** Activity **
The line containing "use crate::catalog;" marks the end: quote every line from the start of the records below through it, word for word.

[Collected data]
--------------------------------

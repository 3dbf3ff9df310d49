//! Shopping cart with two backends.
//!
//! Signed-in shoppers keep their cart in `cart_items`; guests keep it in the
//! session as a product id → quantity map. Every operation picks the backend
//! from the session, so callers never branch on it. Quantities are capped at
//! [`MAX_QTY`] per line.

use anyhow::Result;
use serde::Serialize;
use sqlx::{Row, SqlitePool};
use std::collections::BTreeMap;

use crate::catalog;
use crate::error::ShopError;
use crate::models::{CartLine, Product, User, PRODUCT_COLUMNS};
use crate::pricing;
use crate::session::SessionData;

pub const MAX_QTY: i64 = 99;

#[derive(Debug, Clone, Serialize)]
pub struct CartView {
    pub lines: Vec<CartLine>,
    pub total: f64,
    pub count: i64,
}

/// Add `qty` (clamped to 1..=99) of a product; returns the new line quantity.
pub async fn add(
    pool: &SqlitePool,
    session: &mut SessionData,
    product_id: i64,
    qty: i64,
) -> Result<i64> {
    if catalog::get_product(pool, product_id).await?.is_none() {
        return Err(ShopError::NotFound(format!("product {}", product_id)).into());
    }
    let qty = qty.clamp(1, MAX_QTY);

    match session.user_id {
        Some(user_id) => {
            let now = chrono::Utc::now().timestamp();
            sqlx::query(
                r#"
                INSERT INTO cart_items (user_id, product_id, quantity, updated_at)
                VALUES (?, ?, ?, ?)
                ON CONFLICT(user_id, product_id) DO UPDATE SET
                    quantity = MIN(?, cart_items.quantity + excluded.quantity),
                    updated_at = excluded.updated_at
                "#,
            )
            .bind(user_id)
            .bind(product_id)
            .bind(qty)
            .bind(now)
            .bind(MAX_QTY)
            .execute(pool)
            .await?;

            let row = sqlx::query(
                "SELECT quantity FROM cart_items WHERE user_id = ? AND product_id = ?",
            )
            .bind(user_id)
            .bind(product_id)
            .fetch_one(pool)
            .await?;
            Ok(row.get("quantity"))
        }
        None => {
            let line = session.cart.entry(product_id).or_insert(0);
            *line = (*line + qty).min(MAX_QTY);
            Ok(*line)
        }
    }
}

/// Set several line quantities at once (clamped to 0..=99, 0 removes).
/// Unknown products are ignored.
pub async fn update(
    pool: &SqlitePool,
    session: &mut SessionData,
    updates: &[(i64, i64)],
) -> Result<()> {
    match session.user_id {
        Some(user_id) => {
            let now = chrono::Utc::now().timestamp();
            let mut tx = pool.begin().await?;
            for &(product_id, qty) in updates {
                let qty = qty.clamp(0, MAX_QTY);
                if qty == 0 {
                    sqlx::query("DELETE FROM cart_items WHERE user_id = ? AND product_id = ?")
                        .bind(user_id)
                        .bind(product_id)
                        .execute(&mut *tx)
                        .await?;
                    continue;
                }
                let exists: Option<i64> = sqlx::query_scalar("SELECT id FROM products WHERE id = ?")
                    .bind(product_id)
                    .fetch_optional(&mut *tx)
                    .await?;
                if exists.is_none() {
                    continue;
                }
                sqlx::query(
                    r#"
                    INSERT INTO cart_items (user_id, product_id, quantity, updated_at)
                    VALUES (?, ?, ?, ?)
                    ON CONFLICT(user_id, product_id) DO UPDATE SET
                        quantity = excluded.quantity,
                        updated_at = excluded.updated_at
                    "#,
                )
                .bind(user_id)
                .bind(product_id)
                .bind(qty)
                .bind(now)
                .execute(&mut *tx)
                .await?;
            }
            tx.commit().await?;
        }
        None => {
            for &(product_id, qty) in updates {
                let qty = qty.clamp(0, MAX_QTY);
                if qty == 0 {
                    session.cart.remove(&product_id);
                } else if catalog::get_product(pool, product_id).await?.is_some() {
                    session.cart.insert(product_id, qty);
                }
            }
        }
    }
    Ok(())
}

/// Remove one line; returns whether it was present.
pub async fn remove(pool: &SqlitePool, session: &mut SessionData, product_id: i64) -> Result<bool> {
    match session.user_id {
        Some(user_id) => {
            let result = sqlx::query("DELETE FROM cart_items WHERE user_id = ? AND product_id = ?")
                .bind(user_id)
                .bind(product_id)
                .execute(pool)
                .await?;
            Ok(result.rows_affected() > 0)
        }
        None => Ok(session.cart.remove(&product_id).is_some()),
    }
}

pub async fn clear(pool: &SqlitePool, session: &mut SessionData) -> Result<()> {
    match session.user_id {
        Some(user_id) => {
            sqlx::query("DELETE FROM cart_items WHERE user_id = ?")
                .bind(user_id)
                .execute(pool)
                .await?;
        }
        None => session.cart.clear(),
    }
    Ok(())
}

/// Fold a guest cart into a user's saved cart, capping each line at 99.
pub async fn merge_session_into_user(
    pool: &SqlitePool,
    user_id: i64,
    guest_cart: &BTreeMap<i64, i64>,
) -> Result<()> {
    if guest_cart.is_empty() {
        return Ok(());
    }

    let now = chrono::Utc::now().timestamp();
    let mut tx = pool.begin().await?;
    for (&product_id, &qty) in guest_cart {
        let qty = qty.clamp(0, MAX_QTY);
        if qty == 0 {
            continue;
        }
        let exists: Option<i64> = sqlx::query_scalar("SELECT id FROM products WHERE id = ?")
            .bind(product_id)
            .fetch_optional(&mut *tx)
            .await?;
        if exists.is_none() {
            continue;
        }
        sqlx::query(
            r#"
            INSERT INTO cart_items (user_id, product_id, quantity, updated_at)
            VALUES (?, ?, ?, ?)
            ON CONFLICT(user_id, product_id) DO UPDATE SET
                quantity = MIN(?, cart_items.quantity + excluded.quantity),
                updated_at = excluded.updated_at
            "#,
        )
        .bind(user_id)
        .bind(product_id)
        .bind(qty)
        .bind(now)
        .bind(MAX_QTY)
        .execute(&mut *tx)
        .await?;
    }
    tx.commit().await?;
    Ok(())
}

/// Products and quantities in the cart, in insertion order for saved carts
/// and product id order for guest carts. Vanished products are skipped.
pub async fn items(pool: &SqlitePool, session: &SessionData) -> Result<Vec<(Product, i64)>> {
    match session.user_id {
        Some(user_id) => {
            let sql = format!(
                "SELECT {}, c.quantity AS cart_quantity FROM cart_items c \
                 JOIN products p ON p.id = c.product_id \
                 WHERE c.user_id = ? ORDER BY c.id",
                PRODUCT_COLUMNS
            );
            let rows = sqlx::query(&sql).bind(user_id).fetch_all(pool).await?;
            Ok(rows
                .iter()
                .map(|row| (Product::from_row(row), row.get("cart_quantity")))
                .collect())
        }
        None => {
            let mut out = Vec::with_capacity(session.cart.len());
            for (&product_id, &qty) in &session.cart {
                if let Some(product) = catalog::get_product(pool, product_id).await? {
                    out.push((product, qty));
                }
            }
            Ok(out)
        }
    }
}

/// Cart lines priced dynamically for `user`, with the rounded total.
pub async fn view(pool: &SqlitePool, session: &SessionData, user: Option<&User>) -> Result<CartView> {
    let mut lines = Vec::new();
    let mut total = 0.0;
    let mut count = 0;

    for (product, quantity) in items(pool, session).await? {
        let quote = pricing::price_for(pool, &product, user).await?;
        let subtotal = pricing::round2(quote.price * quantity as f64);
        total += quote.price * quantity as f64;
        count += quantity;
        lines.push(CartLine {
            product,
            quantity,
            unit_price: quote.price,
            subtotal,
        });
    }

    Ok(CartView {
        lines,
        total: pricing::round2(total),
        count,
    })
}

/// Total quantity across all lines.
pub async fn count(pool: &SqlitePool, session: &SessionData) -> Result<i64> {
    match session.user_id {
        Some(user_id) => {
            let row = sqlx::query(
                "SELECT COALESCE(SUM(quantity), 0) AS n FROM cart_items WHERE user_id = ?",
            )
            .bind(user_id)
            .fetch_one(pool)
            .await?;
            Ok(row.get("n"))
        }
        None => Ok(session.cart.values().sum()),
    }
}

--------------------------------

** Written solution **
repository 3dbf3ff9df310d49
//! Shopping cart with two backends.
//!
//! Signed-in shoppers keep their cart in `cart_items`; guests keep it in the
//! session as a product id → quantity map. Every operation picks the backend
//! from the session, so callers never branch on it. Quantities are capped at
//! [`MAX_QTY`] per line.

use anyhow::Result;
use serde::Serialize;
use sqlx::{Row, SqlitePool};
use std::collections::BTreeMap;

use crate::catalog;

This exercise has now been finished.